Educating around 220 day and boarding students, the College is not selective and does not require pupils to sit an entrance exam. It offers a broad curriculum from reception through to A Level. Physical education and extra-curricular activities are an integral part of the school week, which includes Saturday-morning lessons and five afternoons set aside for sports and a choice of activities.

There are four boarding houses:
 Bedstone House - for junior girls
 Wilson House - for senior girls
 Rutter House - for junior boys
 Pearson House - for senior boys
Each is run by houseparents who are typically academic staff and their families.
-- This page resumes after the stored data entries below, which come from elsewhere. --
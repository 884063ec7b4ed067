//! vCloud Hybrid Service REST API samples
//!
//! [`vchs`] holds the HTTP plumbing and typed callers for each service;
//! [`samples`] strings them together into runnable walkthroughs.

pub mod config;
pub mod report;
pub mod samples;
pub mod vchs;

/// Version injected at compile time via VCHS_SAMPLES_VERSION env var (set by
/// CI/CD), or "dev" for local builds.
pub const VERSION: &str = match option_env!("VCHS_SAMPLES_VERSION") {
    Some(v) => v,
    None => "dev",
};
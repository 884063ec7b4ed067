//! Media types, header names and API defaults

use std::fmt;

/// Default vCHS public API entry point
pub const DEFAULT_HOSTNAME: &str = "vchs.vmware.com";

/// Default API version sent in every Accept header
pub const DEFAULT_VERSION: &str = "5.7";

/// Response header carrying the vCHS session token
pub const VCHS_AUTHORIZATION_HEADER: &str = "vchs-authorization";

/// Header carrying the compute (vCloud Director) session token
pub const VCLOUD_AUTHORIZATION_HEADER: &str = "x-vcloud-authorization";

/// Schema classes carried in the `class` media-type parameter
pub mod class {
    pub const USER: &str = "com.vmware.vchs.iam.api.schema.v2.classes.user.User";
    pub const USERS: &str = "com.vmware.vchs.iam.api.schema.v2.classes.user.Users";
    pub const INSTANCE: &str = "com.vmware.vchs.sc.restapi.model.instancetype";
    pub const INSTANCE_SPEC: &str = "com.vmware.vchs.sc.restapi.model.instancespecparamstype";
    pub const BILLABLE_USAGE: &str = "vnd.vmware.vchs.metering.billableUsage";
    pub const BILLABLE_COSTS: &str = "vnd.vmware.vchs.metering.billableCosts";
    pub const SERVICE_GROUPS: &str = "vnd.vmware.vchs.billing.serviceGroups";
    pub const SERVICE_GROUP: &str = "vnd.vmware.vchs.billing.serviceGroup";
    pub const BILLED_COSTS: &str = "vnd.vmware.vchs.billing.billedCosts";
    pub const BILLED_USAGE: &str = "vnd.vmware.vchs.billing.billedUsage";
}

/// vCloud resource types referenced by links and resource entities
pub mod vcloud {
    pub const VDC: &str = "application/vnd.vmware.vcloud.vdc+xml";
    pub const VAPP: &str = "application/vnd.vmware.vcloud.vApp+xml";
    pub const VDC_TEMPLATE: &str = "vdcTemplate";
}

#[derive(Debug, Clone, Copy, PartialEq, Eq)]
enum Base {
    Json,
    Xml,
    /// Any vCloud XML document (`application/*+xml`)
    VcloudXml,
}

/// Version-qualified media type for Accept and Content-Type headers
#[derive(Debug, Clone, Copy, PartialEq, Eq)]
pub struct MediaType<'a> {
    base: Base,
    class: Option<&'a str>,
    version: &'a str,
}

impl<'a> MediaType<'a> {
    pub fn json(version: &'a str) -> Self {
        Self {
            base: Base::Json,
            class: None,
            version,
        }
    }

    pub fn xml(version: &'a str) -> Self {
        Self {
            base: Base::Xml,
            class: None,
            version,
        }
    }

    pub fn vcloud_xml(version: &'a str) -> Self {
        Self {
            base: Base::VcloudXml,
            class: None,
            version,
        }
    }

    /// Name the schema the server should answer with
    pub fn with_class(mut self, class: &'a str) -> Self {
        self.class = Some(class);
        self
    }
}

impl fmt::Display for MediaType<'_> {
    fn fmt(&self, f: &mut fmt::Formatter<'_>) -> fmt::Result {
        let base = match self.base {
            Base::Json => "application/json",
            Base::Xml => "application/xml",
            Base::VcloudXml => "application/*+xml",
        };
        f.write_str(base)?;
        if let Some(class) = self.class {
            write!(f, ";class={}", class)?;
        }
        write!(f, ";version={}", self.version)
    }
}
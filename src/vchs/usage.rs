//! Usage and cost records shared by metering and billing
//!
//! Records nest three levels deep: entity → billable list → billable line.
//! Values are only ever printed, so amounts keep their wire text.

use super::timestamp::{deserialize_optional, XmlDateTime};
use serde::de::{self, MapAccess, Visitor};
use serde::{Deserialize, Deserializer};
use std::fmt;

/// Decimal value as text
///
/// XML text and JSON strings are kept exactly as sent. JSON numbers go
/// through serde_json's number type, so `12.50` arrives as `12.5`.
#[derive(Debug, Clone, Default, PartialEq, Eq)]
pub struct Amount(pub String);

impl Amount {
    pub fn as_str(&self) -> &str {
        &self.0
    }
}

impl fmt::Display for Amount {
    fn fmt(&self, f: &mut fmt::Formatter<'_>) -> fmt::Result {
        f.pad(&self.0)
    }
}

struct AmountVisitor;

impl<'de> Visitor<'de> for AmountVisitor {
    type Value = Amount;

    fn expecting(&self, f: &mut fmt::Formatter<'_>) -> fmt::Result {
        f.write_str("a number or numeric text")
    }

    fn visit_str<E: de::Error>(self, v: &str) -> Result<Amount, E> {
        Ok(Amount(v.trim().to_string()))
    }

    fn visit_i64<E: de::Error>(self, v: i64) -> Result<Amount, E> {
        Ok(Amount(v.to_string()))
    }

    fn visit_u64<E: de::Error>(self, v: u64) -> Result<Amount, E> {
        Ok(Amount(v.to_string()))
    }

    fn visit_f64<E: de::Error>(self, v: f64) -> Result<Amount, E> {
        Ok(Amount(v.to_string()))
    }

    fn visit_unit<E: de::Error>(self) -> Result<Amount, E> {
        Ok(Amount::default())
    }

    // XML elements reach `deserialize_any` as a map holding their text under `$text`
    fn visit_map<A: MapAccess<'de>>(self, mut map: A) -> Result<Amount, A::Error> {
        let mut text = String::new();
        while let Some(key) = map.next_key::<String>()? {
            let value: String = map.next_value()?;
            if key == "$text" || key == "$value" {
                text = value.trim().to_string();
            }
        }
        Ok(Amount(text))
    }
}

impl<'de> Deserialize<'de> for Amount {
    fn deserialize<D: Deserializer<'de>>(deserializer: D) -> Result<Self, D::Error> {
        deserializer.deserialize_any(AmountVisitor)
    }
}

/// One billable line
#[derive(Debug, Clone, Default, PartialEq, Deserialize)]
#[serde(rename_all = "camelCase")]
pub struct Billable {
    #[serde(default)]
    pub name: String,
    #[serde(default)]
    pub cost: Option<Amount>,
    #[serde(default)]
    pub currency: Option<String>,
    #[serde(default)]
    pub rate: Option<Amount>,
    #[serde(default)]
    pub usage: Option<Amount>,
    #[serde(default)]
    pub unit: Option<String>,
}

#[derive(Debug, Clone, Default, PartialEq, Deserialize)]
pub struct BillableList {
    #[serde(default)]
    pub billable: Vec<Billable>,
}

/// Metered or billed entity (service instance, L1 or L2)
#[derive(Debug, Clone, Default, PartialEq, Deserialize)]
#[serde(rename_all = "camelCase")]
pub struct Entity {
    #[serde(default)]
    pub id: Option<String>,
    #[serde(default)]
    pub name: String,
    #[serde(default)]
    pub entity_type: Option<String>,
    #[serde(default)]
    pub billable_list: Option<BillableList>,
}

impl Entity {
    pub fn billables(&self) -> &[Billable] {
        self.billable_list
            .as_ref()
            .map(|l| l.billable.as_slice())
            .unwrap_or_default()
    }
}

/// Entity list plus the reporting window shared by all usage documents
#[derive(Debug, Clone, Default, PartialEq, Deserialize)]
#[serde(rename_all = "camelCase")]
pub struct UsageReport {
    #[serde(default)]
    pub currency: Option<String>,
    #[serde(default, deserialize_with = "deserialize_optional")]
    pub start_time: Option<XmlDateTime>,
    #[serde(default, deserialize_with = "deserialize_optional")]
    pub end_time: Option<XmlDateTime>,
    #[serde(default)]
    pub entity: Vec<Entity>,
}

/// Metering: usage not yet billed
pub type BillableUsage = UsageReport;
/// Metering: costs not yet billed, per service group
pub type BillableCosts = UsageReport;
/// Billing: usage on issued bills
pub type BilledUsage = UsageReport;
/// Billing: costs on issued bills
pub type BilledCosts = UsageReport;
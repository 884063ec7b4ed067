//! Integration tests for the vCHS client using wiremock
//!
//! These tests run the real HTTP transport against mocked endpoints and
//! check status handling, content negotiation and sample output.

use reqwest::StatusCode;
use serde_json::json;
use std::time::Duration;
use vchs_samples::samples::metering_and_billing::{self, MeteringAndBillingOptions};
use vchs_samples::samples::users::{self, UsersOptions};
use vchs_samples::samples::vdc_vm_ids::{self, VdcVmIdsOptions};
use vchs_samples::samples::vdcs_and_templates::{self, VdcsAndTemplatesOptions};
use vchs_samples::vchs::auth::{Credentials, SessionToken};
use vchs_samples::vchs::iam::{self, User};
use vchs_samples::vchs::{metering, service_controller, ApiClient, VchsError};
use wiremock::matchers::{basic_auth, bearer_token, header, method, path, query_param};
use wiremock::{Mock, MockServer, ResponseTemplate};

const USERNAME: &str = "me@example.com";
const PASSWORD: &str = "secret";
const VCLOUD_XML: &str = "application/vnd.vmware.vcloud+xml;version=5.7";

fn client() -> ApiClient {
    ApiClient::new("5.7", false).expect("client should build")
}

fn credentials(server: &MockServer) -> Credentials {
    Credentials::new(&server.uri(), USERNAME, PASSWORD)
}

async fn mount_login(server: &MockServer, token: &str) {
    Mock::given(method("POST"))
        .and(path("/api/iam/login"))
        .and(basic_auth(USERNAME, PASSWORD))
        .respond_with(ResponseTemplate::new(201).insert_header("vchs-authorization", token))
        .mount(server)
        .await;
}

fn xml(status: u16, body: &str) -> ResponseTemplate {
    ResponseTemplate::new(status).set_body_raw(body.to_string(), VCLOUD_XML)
}

mod login_tests {
    use super::*;

    #[tokio::test]
    async fn test_login_returns_session_token() {
        let server = MockServer::start().await;
        Mock::given(method("POST"))
            .and(path("/api/iam/login"))
            .and(basic_auth(USERNAME, PASSWORD))
            .and(header("accept", "application/json;version=5.7"))
            .respond_with(ResponseTemplate::new(201).insert_header("vchs-authorization", "tok123"))
            .expect(1)
            .mount(&server)
            .await;

        let token = iam::login(&client(), &credentials(&server)).await.unwrap();
        assert_eq!(token.as_str(), "tok123");
    }

    #[tokio::test]
    async fn test_login_rejected_is_auth_failure() {
        let server = MockServer::start().await;
        Mock::given(method("POST"))
            .and(path("/api/iam/login"))
            .respond_with(ResponseTemplate::new(401))
            .mount(&server)
            .await;

        let err = iam::login(&client(), &credentials(&server)).await.unwrap_err();
        assert!(matches!(
            err,
            VchsError::AuthFailure {
                status: StatusCode::UNAUTHORIZED
            }
        ));
    }

    #[tokio::test]
    async fn test_login_ok_status_is_still_failure() {
        let server = MockServer::start().await;
        Mock::given(method("POST"))
            .and(path("/api/iam/login"))
            .respond_with(ResponseTemplate::new(200).insert_header("vchs-authorization", "tok"))
            .mount(&server)
            .await;

        let err = iam::login(&client(), &credentials(&server)).await.unwrap_err();
        assert_eq!(err.status(), Some(StatusCode::OK));
    }

    #[tokio::test]
    async fn test_login_without_token_header() {
        let server = MockServer::start().await;
        Mock::given(method("POST"))
            .and(path("/api/iam/login"))
            .respond_with(ResponseTemplate::new(201))
            .mount(&server)
            .await;

        let err = iam::login(&client(), &credentials(&server)).await.unwrap_err();
        assert!(matches!(err, VchsError::MissingHeader("vchs-authorization")));
    }

    #[tokio::test]
    async fn test_unreachable_host_is_transport_error() {
        let creds = Credentials::new("http://127.0.0.1:1", USERNAME, PASSWORD);
        let err = iam::login(&client(), &creds).await.unwrap_err();
        assert!(matches!(err, VchsError::Transport(_)));
    }
}
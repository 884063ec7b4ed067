//! Compute
//!
//! vCloud Director API reached through a compute service instance: session
//! login, org/VDC/vApp/VM navigation, template queries. Every document here
//! is vCloud XML, so record fields map to element attributes.

use super::auth::{Authorization, Credentials, SessionToken};
use super::client::{endpoint, ApiClient};
use super::error::{Result, VchsError};
use super::http::{ApiRequest, Transport};
use super::media::{vcloud, MediaType, VCLOUD_AUTHORIZATION_HEADER};
use futures::future::join_all;
use reqwest::StatusCode;
use serde::de::DeserializeOwned;
use serde::Deserialize;
use url::Url;

/// Link to another vCloud entity
#[derive(Debug, Clone, Default, PartialEq, Deserialize)]
pub struct Reference {
    #[serde(rename = "@href", default)]
    pub href: String,
    #[serde(rename = "@name", default)]
    pub name: String,
    #[serde(rename = "@id", default)]
    pub id: Option<String>,
    #[serde(rename = "@type", default)]
    pub media_type: Option<String>,
}

#[derive(Debug, Clone, Default, PartialEq, Deserialize)]
pub struct Link {
    #[serde(rename = "@rel", default)]
    pub rel: String,
    #[serde(rename = "@href", default)]
    pub href: String,
    #[serde(rename = "@name", default)]
    pub name: Option<String>,
    #[serde(rename = "@type", default)]
    pub media_type: Option<String>,
}

#[derive(Debug, Clone, Default, Deserialize)]
pub struct OrgList {
    #[serde(rename = "Org", default)]
    pub orgs: Vec<Reference>,
}

#[derive(Debug, Clone, Default, Deserialize)]
pub struct Org {
    #[serde(rename = "@name", default)]
    pub name: String,
    #[serde(rename = "@href", default)]
    pub href: String,
    #[serde(rename = "Link", default)]
    pub links: Vec<Link>,
}

#[derive(Debug, Clone, Default, Deserialize)]
pub struct ResourceEntities {
    #[serde(rename = "ResourceEntity", default)]
    pub entities: Vec<Reference>,
}

#[derive(Debug, Clone, Default, Deserialize)]
pub struct AvailableNetworks {
    #[serde(rename = "Network", default)]
    pub networks: Vec<Reference>,
}

/// Virtual datacenter
#[derive(Debug, Clone, Default, Deserialize)]
pub struct Vdc {
    #[serde(rename = "@name", default)]
    pub name: String,
    #[serde(rename = "@id", default)]
    pub id: String,
    #[serde(rename = "@href", default)]
    pub href: String,
    #[serde(rename = "Description", default)]
    pub description: Option<String>,
    #[serde(rename = "ResourceEntities", default)]
    pub resource_entities: ResourceEntities,
    #[serde(rename = "AvailableNetworks", default)]
    pub available_networks: AvailableNetworks,
}

#[derive(Debug, Clone, Default, PartialEq, Deserialize)]
pub struct Vm {
    #[serde(rename = "@name", default)]
    pub name: String,
    #[serde(rename = "@id", default)]
    pub id: String,
    #[serde(rename = "@href", default)]
    pub href: String,
    #[serde(rename = "@status", default)]
    pub status: Option<String>,
}

#[derive(Debug, Clone, Default, Deserialize)]
pub struct VAppChildren {
    #[serde(rename = "Vm", default)]
    pub vms: Vec<Vm>,
}

#[derive(Debug, Clone, Default, Deserialize)]
pub struct VApp {
    #[serde(rename = "@name", default)]
    pub name: String,
    #[serde(rename = "@href", default)]
    pub href: String,
    #[serde(rename = "Children", default)]
    pub children: VAppChildren,
}

/// `vAppTemplate` record from the query API
#[derive(Debug, Clone, Default, PartialEq, Deserialize)]
pub struct VAppTemplateRecord {
    #[serde(rename = "@name", default)]
    pub name: String,
    #[serde(rename = "@description", default)]
    pub description: Option<String>,
    #[serde(rename = "@href", default)]
    pub href: String,
    #[serde(rename = "@vdc", default)]
    pub vdc: Option<String>,
}

#[derive(Debug, Clone, Default, Deserialize)]
pub struct VAppTemplateRecords {
    #[serde(rename = "VAppTemplateRecord", default)]
    pub records: Vec<VAppTemplateRecord>,
}

#[derive(Debug, Clone, Default, Deserialize)]
pub struct VdcTemplateList {
    #[serde(rename = "VdcTemplate", default)]
    pub templates: Vec<Reference>,
}

impl Org {
    /// Links that point at VDCs
    pub fn vdc_links(&self) -> impl Iterator<Item = &Link> {
        self.links
            .iter()
            .filter(|l| l.media_type.as_deref() == Some(vcloud::VDC))
    }
}

impl Vdc {
    /// Resource entities that are vApps
    pub fn vapp_refs(&self) -> impl Iterator<Item = &Reference> {
        self.resource_entities
            .entities
            .iter()
            .filter(|r| r.media_type.as_deref() == Some(vcloud::VAPP))
    }
}

fn vcloud_get<T: Transport>(client: &ApiClient<T>, url: &str, token: &SessionToken) -> ApiRequest {
    ApiRequest::get(url)
        .accept(MediaType::vcloud_xml(client.version()))
        .authorize(Authorization::Vcloud(token))
}

async fn get_entity<T: Transport, R: DeserializeOwned>(
    client: &ApiClient<T>,
    url: &str,
    token: &SessionToken,
) -> Result<R> {
    client
        .fetch(vcloud_get(client, url, token), &[StatusCode::OK])
        .await
}

/// Log in to a compute session endpoint
///
/// The vCloud login user is `username@org`.
pub async fn login<T: Transport>(
    client: &ApiClient<T>,
    session_uri: &str,
    credentials: &Credentials,
    org_name: &str,
) -> Result<SessionToken> {
    let username = format!("{}@{}", credentials.username, org_name);
    let request = ApiRequest::post(session_uri)
        .authorize(Authorization::Basic {
            username: &username,
            password: &credentials.password,
        })
        .accept(MediaType::vcloud_xml(client.version()));

    let response = client.send(request).await?;
    if response.status != StatusCode::OK {
        tracing::warn!("Compute login rejected with status {}", response.status);
        return Err(VchsError::AuthFailure {
            status: response.status,
        });
    }

    response
        .header(VCLOUD_AUTHORIZATION_HEADER)
        .filter(|t| !t.is_empty())
        .map(SessionToken::new)
        .ok_or(VchsError::MissingHeader(VCLOUD_AUTHORIZATION_HEADER))
}

/// Orgs visible to the compute session
pub async fn org_list<T: Transport>(
    client: &ApiClient<T>,
    api_url: &str,
    token: &SessionToken,
) -> Result<OrgList> {
    get_entity(client, &endpoint(api_url, "/org"), token).await
}

pub async fn org<T: Transport>(
    client: &ApiClient<T>,
    href: &str,
    token: &SessionToken,
) -> Result<Org> {
    get_entity(client, href, token).await
}

pub async fn vdc<T: Transport>(
    client: &ApiClient<T>,
    href: &str,
    token: &SessionToken,
) -> Result<Vdc> {
    get_entity(client, href, token).await
}

pub async fn vapp<T: Transport>(
    client: &ApiClient<T>,
    href: &str,
    token: &SessionToken,
) -> Result<VApp> {
    get_entity(client, href, token).await
}

/// Every VDC of every org in the list, in document order
///
/// The first failing request aborts the walk.
pub async fn vdcs_for_org_list<T: Transport>(
    client: &ApiClient<T>,
    orgs: &OrgList,
    token: &SessionToken,
) -> Result<Vec<Vdc>> {
    let mut vdcs = Vec::new();
    for org_ref in &orgs.orgs {
        let org = org(client, &org_ref.href, token).await?;
        for link in org.vdc_links() {
            vdcs.push(vdc(client, &link.href, token).await?);
        }
    }
    Ok(vdcs)
}

/// VMs of every vApp in the VDC, in document order
pub async fn vms_for_vdc<T: Transport>(
    client: &ApiClient<T>,
    vdc: &Vdc,
    token: &SessionToken,
) -> Result<Vec<Vm>> {
    let mut vms = Vec::new();
    for vapp_ref in vdc.vapp_refs() {
        let vapp = vapp(client, &vapp_ref.href, token).await?;
        vms.extend(vapp.children.vms);
    }
    Ok(vms)
}

/// [`vms_for_vdc`] for several VDCs at once; results keep the VDC order
pub async fn vms_for_vdcs<T: Transport>(
    client: &ApiClient<T>,
    vdcs: &[Vdc],
    token: &SessionToken,
) -> Vec<Result<Vec<Vm>>> {
    join_all(vdcs.iter().map(|vdc| vms_for_vdc(client, vdc, token))).await
}

/// Run a vCloud query (`{base}/query?...`) and decode the record list
pub async fn query_records<T: Transport, R: DeserializeOwned>(
    client: &ApiClient<T>,
    base_url: &str,
    params: &[(&str, &str)],
    token: &SessionToken,
) -> Result<R> {
    let url = Url::parse_with_params(&endpoint(base_url, "/query"), params)?;
    get_entity(client, url.as_str(), token).await
}

/// vApp templates stored in a VDC
pub async fn templates_for_vdc<T: Transport>(
    client: &ApiClient<T>,
    api_url: &str,
    vdc: &Vdc,
    token: &SessionToken,
) -> Result<Vec<VAppTemplateRecord>> {
    let filter = format!("vdc=={}", vdc.href);
    let records: VAppTemplateRecords = query_records(
        client,
        api_url,
        &[
            ("type", "vAppTemplate"),
            ("format", "records"),
            ("filter", &filter),
        ],
        token,
    )
    .await?;
    Ok(records.records)
}

/// References to the VDC templates offered to the org
///
/// A reference is returned rather than the template itself because its
/// href is the source a new VDC is instantiated from.
pub async fn vdc_templates<T: Transport>(
    client: &ApiClient<T>,
    api_url: &str,
    token: &SessionToken,
) -> Result<Vec<Reference>> {
    let list: VdcTemplateList =
        get_entity(client, &endpoint(api_url, "/vdcTemplates"), token).await?;
    Ok(list
        .templates
        .into_iter()
        .filter(|r| {
            r.media_type
                .as_deref()
                .map(|t| t.to_ascii_lowercase().contains(&vcloud::VDC_TEMPLATE.to_ascii_lowercase()))
                .unwrap_or(false)
        })
        .collect())
}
Its campus houses the notable country house that is Bedstone Court. Its founders include the parents of Sir Martin Rees.  On GCSE results, the College is the second best non-selective school in Shropshire and the sixth overall.

Norman Origin
St Mary's church dates back to Norman times and features an original Norman font, a timber framed bellcote and a shingled spire, and some of the houses, which include several thatched cottages, are more than 600 years old.

Buildings

Manor Farm house is an example of a timber-framed house and was partly stone-faced in 1775. Bedstone Court, now the home of Bedstone College, is a more flamboyant black-and-white mansion, built between 1882 and 1884, designed by Thomas Harris for Henry Ripley, MP and is a calendar house reputed to have 365 windows, 52 rooms (on the first two floors) twelve chimneys and seven external doors. The central hall has a magnificent 52-panelled stained-glass window depicting the months of the year, signs of the zodiac, birds associated with the month and the agricultural activity of the month.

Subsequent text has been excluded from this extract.